Most say we were “lucky” to get in the day before the shut-down. At the time, I wasn’t so sure. I loved our old house – it was big and beautiful and had a huge garden. It was the core, the center of our life in Belgium. We’d had birthday parties, Girl Scout slumber parties, Christmases there. . . and now, it was if all those were wiped away.
“Mama! This doesn’t feel like home,” my kids said as soon as the lockdown began, and I had to agree. It felt like we were locked in an AirBnb where a bomb had exploded. Nothing was organized, nothing was defined, but more than that. . . we had no memories.
I unpacked with the fury of a woman whose clothes were on fire. I’ve said this before but growing up, my Dad was a homebuilder in Texas. When he couldn’t sell a house, my family moved into it. All my homes in childhood were grand, beautiful, custom-built homes (by my Dad!) and they were always for sale. I grew up in a model home and it always had to be show-ready. Everything-in -its-place was the rule.
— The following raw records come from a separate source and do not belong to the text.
impl<D: Dom, T: Timers> Drawer<D, T> {
    pub fn new(dom: D, timers: T, settings: DrawerSettings) -> Result<Self, DrawerError> {
        settings.validate()?;
        Ok(Self {
            dom,
            timers,
            settings,
            panels: HashMap::new(),
        })
    }

    pub fn timers_mut(&mut self) -> &mut T {
        &mut self.timers
    }

    pub fn phase(&self, panel_id: &str) -> Phase {
        self.panels
            .get(panel_id)
            .map(|s| s.phase)
            .unwrap_or_default()
    }

    /// Opens the panel named by the trigger's `aria-controls`.
    pub fn open(&mut self, trigger: &D::Node) -> Result<(), DrawerError> {
        let id = self
            .dom
            .attribute(trigger, ARIA_CONTROLS)
            .filter(|id| !id.is_empty())
            .ok_or(DrawerError::TriggerWithoutControls)?;
        let panel = self
            .dom
            .element_by_id(&id)
            .ok_or_else(|| DrawerError::PanelNotFound(id.clone()))?;

        let controllers = self.controllers(&id);
        let state = self.panels.entry(id.clone()).or_default();
        if matches!(state.phase, Phase::Opening | Phase::Open) {
            set_all_expanded(&self.dom, &controllers, true);
            return Ok(());
        }

        if let Some(pending) = state.pending.take() {
            self.timers.cancel(pending);
        }
        self.dom.add_class(&panel, &self.settings.active_class);
        set_all_expanded(&self.dom, &controllers, true);
        state.phase = Phase::Opening;
        state.pending = Some(self.timers.schedule(
            self.settings.open_delay(),
            Task {
                panel: id.clone(),
                step: Step::Reveal,
            },
        ));
        debug!("drawer {id}: opening");
        self.sync_scroll_lock();
        Ok(())
    }

    /// Closes the panel enclosing `element`.
    pub fn close(&mut self, element: &D::Node) -> Result<(), DrawerError> {
        let panel = closest(&self.dom, element, &self.settings.selector_target)
            .ok_or(DrawerError::NotInPanel)?;
        let id = self
            .dom
            .attribute(&panel, "id")
            .filter(|id| !id.is_empty())
            .ok_or(DrawerError::PanelWithoutId)?;
        let controllers = self.controllers(&id);
        if controllers.is_empty() {
            return Err(DrawerError::TriggerNotFound(id));
        }

        let has_active = self.dom.has_class(&panel, &self.settings.active_class);
        let state = self.panels.entry(id.clone()).or_default();
        match state.phase {
            Phase::Closing => {
                set_all_expanded(&self.dom, &controllers, false);
                return Ok(());
            }
            Phase::Closed if !has_active => {
                set_all_expanded(&self.dom, &controllers, false);
                return Ok(());
            }
            _ => {}
        }

        if let Some(pending) = state.pending.take() {
            self.timers.cancel(pending);
        }
        state.trap = None;
        self.dom.remove_class(&panel, &self.settings.visible_class);
        set_all_expanded(&self.dom, &controllers, false);
        state.phase = Phase::Closing;
        state.pending = Some(self.timers.schedule(
            self.settings.close_delay(),
            Task {
                panel: id.clone(),
                step: Step::Retire,
            },
        ));
        debug!("drawer {id}: closing");
        self.sync_scroll_lock();
        Ok(())
    }

    /// Opens the trigger's panel unless it is opening or open, in which case
    /// it closes it. The panel's phase decides, not the trigger's attribute,
    /// so several triggers for one panel agree.
    pub fn toggle(&mut self, trigger: &D::Node) -> Result<(), DrawerError> {
        let id = self
            .dom
            .attribute(trigger, ARIA_CONTROLS)
            .filter(|id| !id.is_empty())
            .ok_or(DrawerError::TriggerWithoutControls)?;
        let current = if self.phase(&id).locks_scroll() { "true" } else { "false" };
        if aria::toggle_expanded(Some(current)) == "true" {
            return self.open(trigger);
        }
        let panel = self
            .dom
            .element_by_id(&id)
            .ok_or(DrawerError::PanelNotFound(id))?;
        self.close(&panel)
    }

    /// [`Drawer::toggle`] addressed by panel id instead of trigger.
    pub fn toggle_panel(&mut self, panel_id: &str) -> Result<(), DrawerError> {
        let trigger = self
            .controllers(panel_id)
            .into_iter()
            .next()
            .ok_or_else(|| DrawerError::TriggerNotFound(panel_id.to_string()))?;
        self.toggle(&trigger)
    }

    /// Runs a timed step. Steps that were cancelled or replaced are dropped.
    pub fn fire(&mut self, id: TimerId, task: Task) {
        let Some(state) = self.panels.get_mut(&task.panel) else {
            return;
        };
        if state.pending != Some(id) {
            debug!("drawer {}: stale {:?} ignored", task.panel, task.step);
            return;
        }
        state.pending = None;

        let Some(panel) = self.dom.element_by_id(&task.panel) else {
            warn!("drawer {} left the document mid-transition", task.panel);
            state.phase = Phase::Closed;
            state.trap = None;
            self.sync_scroll_lock();
            return;
        };
        match task.step {
            Step::Reveal => {
                self.dom.add_class(&panel, &self.settings.visible_class);
                state.trap = Some(FocusTrap::new(&self.dom, &panel));
                state.phase = Phase::Open;
                debug!("drawer {}: open", task.panel);
            }
            Step::Retire => {
                self.dom.remove_class(&panel, &self.settings.active_class);
                state.phase = Phase::Closed;
                debug!("drawer {}: closed", task.panel);
            }
        }
    }

    /// Delegated document click handler.
    pub fn handle_click(&mut self, target: &D::Node) -> Dispatch {
        let open = closest(&self.dom, target, &self.settings.selector_trigger);
        let close = closest(&self.dom, target, &self.settings.selector_close);

        let mut dispatch = Dispatch::default();
        if let Some(trigger) = &open {
            let result = self.open(trigger);
            dispatch.record(result);
        }
        if let Some(closer) = &close {
            let result = self.close(closer);
            dispatch.record(result);
        }
        dispatch.prevent_default = open.is_some() || close.is_some();
        dispatch
    }

    /// Delegated document keydown handler.
    pub fn handle_keydown(&mut self, input: &KeyInput<D::Node>) -> Dispatch {
        let mut dispatch = Dispatch::default();
        match input.key {
            Key::Escape => {
                let active: Vec<_> = self
                    .dom
                    .query_all(&self.settings.selector_target)
                    .into_iter()
                    .filter(|p| self.dom.has_class(p, &self.settings.active_class))
                    .collect();
                for panel in &active {
                    let result = self.close(panel);
                    dispatch.record(result);
                }
            }
            Key::Tab => {
                let target = input.target.clone().or_else(|| self.dom.active_element());
                let Some(target) = target else {
                    return dispatch;
                };
                // Nested open panels: the innermost one owns the event.
                let trap = self
                    .panels
                    .values()
                    .filter_map(|s| s.trap.as_ref())
                    .filter(|t| self.dom.contains(t.container(), &target))
                    .reduce(|outer, t| {
                        if self.dom.contains(outer.container(), t.container()) {
                            t
                        } else {
                            outer
                        }
                    });
                if let Some(trap) = trap {
                    dispatch.prevent_default = trap.handle_tab(&self.dom, input.shift);
                }
            }
            Key::Other => {}
        }
        dispatch
    }

    /// Cancels every pending step. Used when the instance is torn down.
    pub fn cancel_pending(&mut self) {
        for state in self.panels.values_mut() {
            if let Some(pending) = state.pending.take() {
                self.timers.cancel(pending);
            }
        }
    }

    /// Every element whose `aria-controls` names `panel_id`, in document order.
    fn controllers(&self, panel_id: &str) -> Vec<D::Node> {
        self.dom
            .query_all("[aria-controls]")
            .into_iter()
            .filter(|n| self.dom.attribute(n, ARIA_CONTROLS).as_deref() == Some(panel_id))
            .collect()
    }

    fn sync_scroll_lock(&self) {
        let locked = self.panels.values().any(|s| s.phase.locks_scroll());
        self.dom.set_scroll_locked(locked);
    }
}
After moving amid the pandemic, I went to work making this house a home. The movers were right. My furniture was not going to fit. Unless I became super creative, which I am. My Grandma Willaphene, who is my love, my guide, and my muse to this day, was a master decorator and I incorporated all her tricks. She taught me to angle furniture. She taught me to decorate with delicacies, the things you love – birdcages, photographs, and jewelry boxes. She taught me to make the most of every inch/centimeter available.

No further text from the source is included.